[Source material]
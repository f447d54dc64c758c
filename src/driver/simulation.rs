//! Tick-based driver advancing a rod and a cone together.
//!
//! One outer tick holds the intensity constant (zero-order hold) over a
//! fixed number of integration sub-steps. Each sub-step advances the rod and
//! then the cone; the two cells share no mutable state, so the order between
//! them has no effect on either trajectory.

use std::sync::Arc;

use crate::adapter::sanitize_intensity;
use crate::config::{Parameters, SimulationConfig};
use crate::error::ConfigError;
use crate::phototransduction::{CascadeIntegrator, CellClass, IntegratorConfig};
use crate::state::{Photoreceptor, SimulationMetrics};

/// Slack, in ticks, when converting a duration to whole ticks
const TICK_ROUNDING_TOLERANCE: f64 = 1e-9;

/// Fixed-rate driver for one rod and one cone
#[derive(Debug, Clone)]
pub struct SimulationDriver {
    rod: Photoreceptor,
    cone: Photoreceptor,
    integrator: CascadeIntegrator,
    config: SimulationConfig,
    tick_count: u64,
    total_steps: u64,
    last_intensity: f64,
}

impl SimulationDriver {
    /// Create a driver, validating the timing against both cells.
    pub fn new(
        rod: Photoreceptor,
        cone: Photoreceptor,
        config: SimulationConfig,
    ) -> Result<Self, ConfigError> {
        config.validate()?;

        let integrator = CascadeIntegrator::new(IntegratorConfig {
            dt_sec: config.dt_sec,
        });
        integrator.check_stability(&rod)?;
        integrator.check_stability(&cone)?;

        log::debug!(
            "Driver ready: {} sub-steps of {} s per {} s tick",
            config.substeps_per_tick,
            config.dt_sec,
            config.tick_interval_sec
        );

        Ok(Self {
            rod,
            cone,
            integrator,
            config,
            tick_count: 0,
            total_steps: 0,
            last_intensity: 0.0,
        })
    }

    /// Build both cells and the driver from validated parameters
    pub fn from_parameters(params: &Parameters) -> Result<Self, ConfigError> {
        params.validate()?;
        let rod = Photoreceptor::new(CellClass::Rod, Arc::new(params.rod.0.clone()))?;
        let cone = Photoreceptor::new(CellClass::Cone, Arc::new(params.cone.0.clone()))?;
        Self::new(rod, cone, params.simulation)
    }

    /// Default rod, cone and timing
    pub fn with_defaults() -> Result<Self, ConfigError> {
        Self::from_parameters(&Parameters::default())
    }

    /// Advance both cells by one outer tick at `intensity`, held over every sub-step.
    ///
    /// NaN or negative intensities are treated as darkness.
    pub fn tick(&mut self, intensity: f64) -> SimulationMetrics {
        let intensity = sanitize_intensity(intensity);

        for _ in 0..self.config.substeps_per_tick {
            self.integrator.step(&mut self.rod, intensity);
            self.integrator.step(&mut self.cone, intensity);
        }

        self.tick_count += 1;
        self.total_steps += self.config.substeps_per_tick as u64;
        self.last_intensity = intensity;

        log::trace!(
            "tick {}: I = {:.3}, rod {:.3} pA, cone {:.3} pA",
            self.tick_count,
            intensity,
            self.rod.current_pA(),
            self.cone.current_pA()
        );

        self.metrics()
    }

    /// Run whole ticks at constant intensity until at least `duration_sec` of
    /// simulated time has passed. Returns the metrics after the last tick.
    pub fn advance(&mut self, intensity: f64, duration_sec: f64) -> SimulationMetrics {
        // Tolerate rounding in the division so exact multiples do not gain a tick
        let ticks = (duration_sec / self.config.simulated_tick_sec() - TICK_ROUNDING_TOLERANCE)
            .ceil()
            .max(0.0) as u64;
        for _ in 0..ticks {
            self.tick(intensity);
        }
        self.metrics()
    }

    /// Metrics for the current state
    pub fn metrics(&self) -> SimulationMetrics {
        SimulationMetrics::capture(
            &self.rod,
            &self.cone,
            self.last_intensity,
            self.simulation_time_sec(),
            self.tick_count,
            self.total_steps,
        )
    }

    /// Return both cells to the dark state and zero the clocks
    pub fn reset(&mut self) {
        self.rod.reset();
        self.cone.reset();
        self.tick_count = 0;
        self.total_steps = 0;
        self.last_intensity = 0.0;
    }

    /// Simulated time, derived from the step count so it does not drift
    pub fn simulation_time_sec(&self) -> f64 {
        self.total_steps as f64 * self.config.dt_sec
    }

    pub fn tick_count(&self) -> u64 {
        self.tick_count
    }

    pub fn total_steps(&self) -> u64 {
        self.total_steps
    }

    pub fn config(&self) -> &SimulationConfig {
        &self.config
    }

    pub fn integrator(&self) -> &CascadeIntegrator {
        &self.integrator
    }

    pub fn rod(&self) -> &Photoreceptor {
        &self.rod
    }

    pub fn cone(&self) -> &Photoreceptor {
        &self.cone
    }
}

#[cfg(test)]
mod tests {
    use super::*;

    #[test]
    fn test_tick_advances_substeps() {
        let mut driver = SimulationDriver::with_defaults().unwrap();
        let m = driver.tick(100.0);
        assert_eq!(m.tick_count, 1);
        assert_eq!(m.total_steps, 20);
        assert!((m.simulation_time_sec - 0.020).abs() < 1e-12);
        assert_eq!(m.intensity, 100.0);
    }

    #[test]
    fn test_tick_matches_manual_steps() {
        let mut driver = SimulationDriver::with_defaults().unwrap();
        let mut rod = Photoreceptor::rod().unwrap();
        let integrator = CascadeIntegrator::default();

        driver.tick(750.0);
        for _ in 0..20 {
            integrator.step(&mut rod, 750.0);
        }

        assert_eq!(driver.rod().state, rod.state);
    }

    #[test]
    fn test_invalid_intensity_treated_as_dark() {
        let mut driver = SimulationDriver::with_defaults().unwrap();
        let m = driver.tick(f64::NAN);
        assert_eq!(m.intensity, 0.0);
        assert_eq!(m.rod.r_star, 0.0);
        assert!((m.rod.current_pA + 20.0).abs() < 1e-9);
    }

    #[test]
    fn test_advance_whole_ticks() {
        let mut driver = SimulationDriver::with_defaults().unwrap();
        let m = driver.advance(10.0, 0.05);
        // 0.05 s needs 3 ticks of 20 ms
        assert_eq!(m.tick_count, 3);
        assert_eq!(m.total_steps, 60);
    }

    #[test]
    fn test_advance_exact_multiple_of_tick() {
        // 0.14 / 0.02 evaluates to 7.000000000000001
        let mut driver = SimulationDriver::with_defaults().unwrap();
        let m = driver.advance(10.0, 0.14);
        assert_eq!(m.tick_count, 7);
        assert!((m.simulation_time_sec - 0.14).abs() < 1e-12);

        let m = driver.advance(10.0, 0.0);
        assert_eq!(m.tick_count, 7, "zero duration should not tick");
    }

    #[test]
    fn test_reset() {
        let mut driver = SimulationDriver::with_defaults().unwrap();
        driver.advance(5000.0, 0.2);
        driver.reset();
        let m = driver.metrics();
        assert_eq!(m.tick_count, 0);
        assert_eq!(m.simulation_time_sec, 0.0);
        assert_eq!(m.rod.current_pA, -20.0);
        assert_eq!(m.cone.current_pA, -30.0);
    }

    #[test]
    fn test_rejects_mismatched_timing() {
        let config = SimulationConfig {
            dt_sec: 0.001,
            substeps_per_tick: 20,
            tick_interval_sec: 0.025,
        };
        let result = SimulationDriver::new(
            Photoreceptor::rod().unwrap(),
            Photoreceptor::cone().unwrap(),
            config,
        );
        assert!(matches!(result, Err(ConfigError::TickMismatch { .. })));
    }
}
[/Source material]
What to do: All of the records above are to be repeated exactly.

Response to the exercise:
repository f447d54dc64c758c
filename src/driver/simulation.rs
//! Tick-based driver advancing a rod and a cone together.
//!
//! One outer tick holds the intensity constant (zero-order hold) over a
//! fixed number of integration sub-steps. Each sub-step advances the rod and
//! then the cone; the two cells share no mutable state, so the order between
//! them has no effect on either trajectory.

use std::sync::Arc;

use crate::adapter::sanitize_intensity;
use crate::config::{Parameters, SimulationConfig};
use crate::error::ConfigError;
use crate::phototransduction::{CascadeIntegrator, CellClass, IntegratorConfig};
use crate::state::{Photoreceptor, SimulationMetrics};

/// Slack, in ticks, when converting a duration to whole ticks
const TICK_ROUNDING_TOLERANCE: f64 = 1e-9;

/// Fixed-rate driver for one rod and one cone
#[derive(Debug, Clone)]
pub struct SimulationDriver {
    rod: Photoreceptor,
    cone: Photoreceptor,
    integrator: CascadeIntegrator,
    config: SimulationConfig,
    tick_count: u64,
    total_steps: u64,
    last_intensity: f64,
}

impl SimulationDriver {
    /// Create a driver, validating the timing against both cells.
    pub fn new(
        rod: Photoreceptor,
        cone: Photoreceptor,
        config: SimulationConfig,
    ) -> Result<Self, ConfigError> {
        config.validate()?;

        let integrator = CascadeIntegrator::new(IntegratorConfig {
            dt_sec: config.dt_sec,
        });
        integrator.check_stability(&rod)?;
        integrator.check_stability(&cone)?;

        log::debug!(
            "Driver ready: {} sub-steps of {} s per {} s tick",
            config.substeps_per_tick,
            config.dt_sec,
            config.tick_interval_sec
        );

        Ok(Self {
            rod,
            cone,
            integrator,
            config,
            tick_count: 0,
            total_steps: 0,
            last_intensity: 0.0,
        })
    }

    /// Build both cells and the driver from validated parameters
    pub fn from_parameters(params: &Parameters) -> Result<Self, ConfigError> {
        params.validate()?;
        let rod = Photoreceptor::new(CellClass::Rod, Arc::new(params.rod.0.clone()))?;
        let cone = Photoreceptor::new(CellClass::Cone, Arc::new(params.cone.0.clone()))?;
        Self::new(rod, cone, params.simulation)
    }

    /// Default rod, cone and timing
    pub fn with_defaults() -> Result<Self, ConfigError> {
        Self::from_parameters(&Parameters::default())
    }

    /// Advance both cells by one outer tick at `intensity`, held over every sub-step.
    ///
    /// NaN or negative intensities are treated as darkness.
    pub fn tick(&mut self, intensity: f64) -> SimulationMetrics {
        let intensity = sanitize_intensity(intensity);

        for _ in 0..self.config.substeps_per_tick {
            self.integrator.step(&mut self.rod, intensity);
            self.integrator.step(&mut self.cone, intensity);
        }

        self.tick_count += 1;
        self.total_steps += self.config.substeps_per_tick as u64;
        self.last_intensity = intensity;

        log::trace!(
            "tick {}: I = {:.3}, rod {:.3} pA, cone {:.3} pA",
            self.tick_count,
            intensity,
            self.rod.current_pA(),
            self.cone.current_pA()
        );

        self.metrics()
    }

    /// Run whole ticks at constant intensity until at least `duration_sec` of
    /// simulated time has passed. Returns the metrics after the last tick.
    pub fn advance(&mut self, intensity: f64, duration_sec: f64) -> SimulationMetrics {
        // Tolerate rounding in the division so exact multiples do not gain a tick
        let ticks = (duration_sec / self.config.simulated_tick_sec() - TICK_ROUNDING_TOLERANCE)
            .ceil()
            .max(0.0) as u64;
        for _ in 0..ticks {
            self.tick(intensity);
        }
        self.metrics()
    }

    /// Metrics for the current state
    pub fn metrics(&self) -> SimulationMetrics {
        SimulationMetrics::capture(
            &self.rod,
            &self.cone,
            self.last_intensity,
            self.simulation_time_sec(),
            self.tick_count,
            self.total_steps,
        )
    }

    /// Return both cells to the dark state and zero the clocks
    pub fn reset(&mut self) {
        self.rod.reset();
        self.cone.reset();
        self.tick_count = 0;
        self.total_steps = 0;
        self.last_intensity = 0.0;
    }

    /// Simulated time, derived from the step count so it does not drift
    pub fn simulation_time_sec(&self) -> f64 {
        self.total_steps as f64 * self.config.dt_sec
    }

    pub fn tick_count(&self) -> u64 {
        self.tick_count
    }

    pub fn total_steps(&self) -> u64 {
        self.total_steps
    }

    pub fn config(&self) -> &SimulationConfig {
        &self.config
    }

    pub fn integrator(&self) -> &CascadeIntegrator {
        &self.integrator
    }

    pub fn rod(&self) -> &Photoreceptor {
        &self.rod
    }

    pub fn cone(&self) -> &Photoreceptor {
        &self.cone
    }
}

#[cfg(test)]
mod tests {
    use super::*;

    #[test]
    fn test_tick_advances_substeps() {
        let mut driver = SimulationDriver::with_defaults().unwrap();
        let m = driver.tick(100.0);
        assert_eq!(m.tick_count, 1);
        assert_eq!(m.total_steps, 20);
        assert!((m.simulation_time_sec - 0.020).abs() < 1e-12);
        assert_eq!(m.intensity, 100.0);
    }

    #[test]
    fn test_tick_matches_manual_steps() {
        let mut driver = SimulationDriver::with_defaults().unwrap();
        let mut rod = Photoreceptor::rod().unwrap();
        let integrator = CascadeIntegrator::default();

        driver.tick(750.0);
        for _ in 0..20 {
            integrator.step(&mut rod, 750.0);
        }

        assert_eq!(driver.rod().state, rod.state);
    }

    #[test]
    fn test_invalid_intensity_treated_as_dark() {
        let mut driver = SimulationDriver::with_defaults().unwrap();
        let m = driver.tick(f64::NAN);
        assert_eq!(m.intensity, 0.0);
        assert_eq!(m.rod.r_star, 0.0);
        assert!((m.rod.current_pA + 20.0).abs() < 1e-9);
    }

    #[test]
    fn test_advance_whole_ticks() {
        let mut driver = SimulationDriver::with_defaults().unwrap();
        let m = driver.advance(10.0, 0.05);
        // 0.05 s needs 3 ticks of 20 ms
        assert_eq!(m.tick_count, 3);
        assert_eq!(m.total_steps, 60);
    }

    #[test]
    fn test_advance_exact_multiple_of_tick() {
        // 0.14 / 0.02 evaluates to 7.000000000000001
        let mut driver = SimulationDriver::with_defaults().unwrap();
        let m = driver.advance(10.0, 0.14);
        assert_eq!(m.tick_count, 7);
        assert!((m.simulation_time_sec - 0.14).abs() < 1e-12);

        let m = driver.advance(10.0, 0.0);
        assert_eq!(m.tick_count, 7, "zero duration should not tick");
    }

    #[test]
    fn test_reset() {
        let mut driver = SimulationDriver::with_defaults().unwrap();
        driver.advance(5000.0, 0.2);
        driver.reset();
        let m = driver.metrics();
        assert_eq!(m.tick_count, 0);
        assert_eq!(m.simulation_time_sec, 0.0);
        assert_eq!(m.rod.current_pA, -20.0);
        assert_eq!(m.cone.current_pA, -30.0);
    }

    #[test]
    fn test_rejects_mismatched_timing() {
        let config = SimulationConfig {
            dt_sec: 0.001,
            substeps_per_tick: 20,
            tick_interval_sec: 0.025,
        };
        let result = SimulationDriver::new(
            Photoreceptor::rod().unwrap(),
            Photoreceptor::cone().unwrap(),
            config,
        );
        assert!(matches!(result, Err(ConfigError::TickMismatch { .. })));
    }
}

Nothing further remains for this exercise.